We'll train a user-based KNN model using cosine similarity on the leave-one-out training set.

In [6]:
# Get the leave-one-out training set
loo_trainset = evaluation_dataset.loo_trainset

# Configure and train the model
sim_options = {
    'name': 'cosine',
    'user_based': True
}

model = KNNBasic(sim_options=sim_options, verbose=False)
model.fit(loo_trainset)
similarity_matrix = model.compute_similarities()

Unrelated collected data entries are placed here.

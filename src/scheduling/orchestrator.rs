//! Drives one submission end to end.
//!
//! Per submission the flow is: validate the form into a `MeetingRequest`,
//! create the calendar event (mandatory), then create the deal activity or
//! to-do (only when a deal was resolved). The calendar call always comes
//! first; if it fails the activity is never attempted. Nothing is retried
//! and nothing is rolled back: a calendar event that was created before a
//! later failure stays in the portal and the user re-submits or reconciles
//! by hand.

use std::sync::atomic::{AtomicBool, Ordering};
use std::sync::{Arc, RwLock};

use serde::{Deserialize, Serialize};
use serde_json::{Map, Value, json};

use crate::bitrix::{Bridge, methods};
use crate::core::config::{ActivityKind, FormVariant, TimeInputMode, TimeWireFormat};
use crate::core::error::ScheduleError;
use crate::scheduling::deal::{self, DealId};
use crate::scheduling::time::{self, TimeWindow};

pub type UserId = u64;

/// Raw form fields as the embedded page submits them. Everything is
/// optional at the wire level; what is actually required depends on the
/// configured `FormVariant` and is enforced during validation.
#[derive(Clone, Debug, Default, Deserialize)]
pub struct FormValues {
    /// Meeting type from the select ("R1", "R2", "RA", ...). Drives the subject.
    pub kind: Option<String>,
    /// Combined `datetime-local` value, for `TimeInputMode::Combined`.
    pub datetime: Option<String>,
    /// Separate date and time-of-day, for `TimeInputMode::Split`.
    pub date: Option<String>,
    pub time: Option<String>,
    pub duration: Option<String>,
    /// Explicitly typed deal id.
    pub deal_id: Option<String>,
    /// Pasted deal card URL.
    pub deal_link: Option<String>,
    /// Placement options forwarded by the embedding frame.
    pub placement: Option<Map<String, Value>>,
    pub client_email: Option<String>,
    pub meet_link: Option<String>,
    pub notes: Option<String>,
}

/// What one submission amounted to. Drives the status line in the form.
#[derive(Clone, Debug, PartialEq, Serialize)]
#[serde(tag = "status", rename_all = "snake_case")]
pub enum OperationOutcome {
    /// Calendar event created; no deal reference was resolved so no CRM
    /// activity was attempted. Valid, not an error.
    CalendarOnly,
    /// Calendar event created and an activity filed on the deal.
    CalendarAndActivity { deal_id: DealId },
    Failed { message: String },
}

/// A validated submission, built once per click and discarded after the
/// remote calls complete or fail.
#[derive(Clone, Debug)]
pub struct MeetingRequest {
    pub subject: String,
    pub window: TimeWindow,
    pub description: String,
    pub deal: Option<DealId>,
    pub owner_id: Option<UserId>,
}

/// Owns the per-page state: the bridge to the portal, the variant
/// configuration, the acting user resolved at host-ready time, and the
/// in-flight latch that keeps a double-click from racing two submissions.
pub struct Orchestrator {
    bridge: Arc<dyn Bridge>,
    variant: FormVariant,
    current_user: RwLock<Option<UserId>>,
    in_flight: AtomicBool,
}
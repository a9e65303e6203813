pub mod deal;
pub mod orchestrator;
pub mod time;

pub use orchestrator::{FormValues, MeetingRequest, OperationOutcome, Orchestrator};
pub use time::TimeWindow;
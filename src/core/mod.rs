pub mod config;
pub mod error;
pub use config::{ActivityKind, AppConfig, FormVariant, TimeInputMode, TimeWireFormat};
pub use error::ScheduleError;
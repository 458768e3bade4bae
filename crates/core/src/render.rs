//! Table output for display layers.
//!
//! [`TableLayout`] is the hand-off to whatever draws the table: header cells
//! and body cells, row-major. [`TableLayout::to_html`] covers the common
//! case of dropping the sheet into a web page.

use std::fmt::Write;

use serde::Serialize;

use crate::sheet::Sheet;

#[derive(Debug, Clone, PartialEq, Eq, Serialize)]
pub struct TableLayout {
    /// Header cells, present when the sheet was loaded in header mode.
    pub header: Option<Vec<String>>,
    /// One entry per data row.
    pub body: Vec<Vec<String>>,
}

impl TableLayout {
    pub fn from_sheet(sheet: &Sheet) -> Self {
        Self {
            header: sheet.header_names().map(<[String]>::to_vec),
            body: sheet.rows().to_vec(),
        }
    }

    /// Render as an HTML `<table>`. Cell text is escaped.
    pub fn to_html(&self) -> String {
        let mut html = String::from("<table>\n");

        if let Some(header) = &self.header {
            html.push_str("  <thead>\n    <tr>");
            for cell in header {
                push_cell(&mut html, "th", cell);
            }
            html.push_str("</tr>\n  </thead>\n");
        }

        html.push_str("  <tbody>\n");
        for row in &self.body {
            html.push_str("    <tr>");
            for cell in row {
                push_cell(&mut html, "td", cell);
            }
            html.push_str("</tr>\n");
        }
        html.push_str("  </tbody>\n</table>");

        html
    }
}

/// Shorthand for `TableLayout::from_sheet(sheet).to_html()`.
pub fn render_html(sheet: &Sheet) -> String {
    TableLayout::from_sheet(sheet).to_html()
}

fn push_cell(html: &mut String, tag: &str, text: &str) {
    let _ = write!(html, "<{}>", tag);
    escape_into(html, text);
    let _ = write!(html, "</{}>", tag);
}

fn escape_into(out: &mut String, text: &str) {
    for ch in text.chars() {
        match ch {
            '&' => out.push_str("&amp;"),
            '<' => out.push_str("&lt;"),
            '>' => out.push_str("&gt;"),
            '"' => out.push_str("&quot;"),
            '\'' => out.push_str("&#39;"),
            _ => out.push(ch),
        }
    }
}
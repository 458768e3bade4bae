//! Text rendering for each command's result.

use clap::ValueEnum;
use serde_json::{Map, Value};

use gsheet_core::{render_html, ColumnKey, Row, Sheet};

#[derive(Clone, Copy, Debug, PartialEq, Eq, ValueEnum)]
pub enum OutputFormat {
    Csv,
    Json,
    Html,
}

pub fn render_sheet(sheet: &Sheet, format: OutputFormat) -> Result<String, serde_json::Error> {
    match format {
        OutputFormat::Csv => Ok(sheet.to_csv_string()),
        OutputFormat::Json => serde_json::to_string_pretty(sheet),
        OutputFormat::Html => Ok(render_html(sheet)),
    }
}

/// JSON for one row: an object keyed by header when the sheet has headers,
/// otherwise an array.
pub fn row_json(sheet: &Sheet, row: &Row<'_>) -> Value {
    match sheet.header_names() {
        Some(names) => {
            let mut obj = Map::new();
            for (name, cell) in names.iter().zip(row.cells()) {
                obj.insert(name.clone(), Value::String(cell.clone()));
            }
            Value::Object(obj)
        }
        None => Value::Array(row.cells().iter().cloned().map(Value::String).collect()),
    }
}

/// Interpret a command-line column argument. An exact header match wins, so
/// a column literally named "2" stays reachable; otherwise digits are a
/// position.
pub fn column_key(raw: &str, sheet: &Sheet) -> ColumnKey {
    let is_header = sheet
        .headers()
        .is_some_and(|headers| headers.position(raw).is_some());
    if is_header {
        return ColumnKey::Name(raw.to_string());
    }
    match raw.parse::<usize>() {
        Ok(index) => ColumnKey::Index(index),
        Err(_) => ColumnKey::Name(raw.to_string()),
    }
}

### Generate Recommendations

For each user, we'll:
1. Find their k most similar users
2. Get items rated by similar users
3. Generate recommendations based on weighted ratings

In [4]:
# Get the leave-one-out test set
loo_testset = evaluation_dataset.loo_testset

# Generate recommendations for each user
top_n = defaultdict(list)
k = 10

for uiid in range(loo_trainset.n_users):
    # Get top N similar users
    similarityRow = similarity_matrix[uiid]
    
    similar_users = []
    for inner_id, score in enumerate(similarityRow):
        if (inner_id != uiid):
            similar_users.append((inner_id, score))
    
    k_neighbours = heapq.nlargest(k, similar_users, key=lambda t: t[1])
    
    # Get items rated by similar users
    candidates = defaultdict(float)
    for similar_user in k_neighbours:
        inner_id = similar_user[0]
        user_similarity_score = similar_user[1]
        users_own_ratings = loo_trainset.ur[inner_id]
        for rating in users_own_ratings:
            candidates[rating[0]] += (rating[1] / 5.0) * user_similarity_score
    
    # Track items the user has already seen
    watched = {}
    for item_id, rating in loo_trainset.ur[uiid]:
        watched[item_id] = 1
    
    # Get top recommendations
    pos = 0
    for item_id, rating_sum in sorted(candidates.items(), key=itemgetter(1), reverse=True):
        if not item_id in watched:
            movie_id = loo_trainset.to_raw_iid(item_id)
            top_n[int(loo_trainset.to_raw_uid(uiid))].append((int(movie_id), 0.0))
            pos += 1
            if (pos > 40):
                break

### Evaluate Performance

Let's measure the hit rate of our recommendations against the test set.

In [8]:
hit_rate, cumulative_hit_rate, average_reciprocal_hit_rank = RecommenderMetrics.hit_rate_metrics(top_n, loo_testset, 4.0)
    

(
    f"Hit Rate: {hit_rate}\n"
    f"Cumulative Hit Rate: {cumulative_hit_rate}\n"
    f"Average Reciprocal Hit Rank: {average_reciprocal_hit_rank}"
)

'Hit Rate: 0.05514157973174367'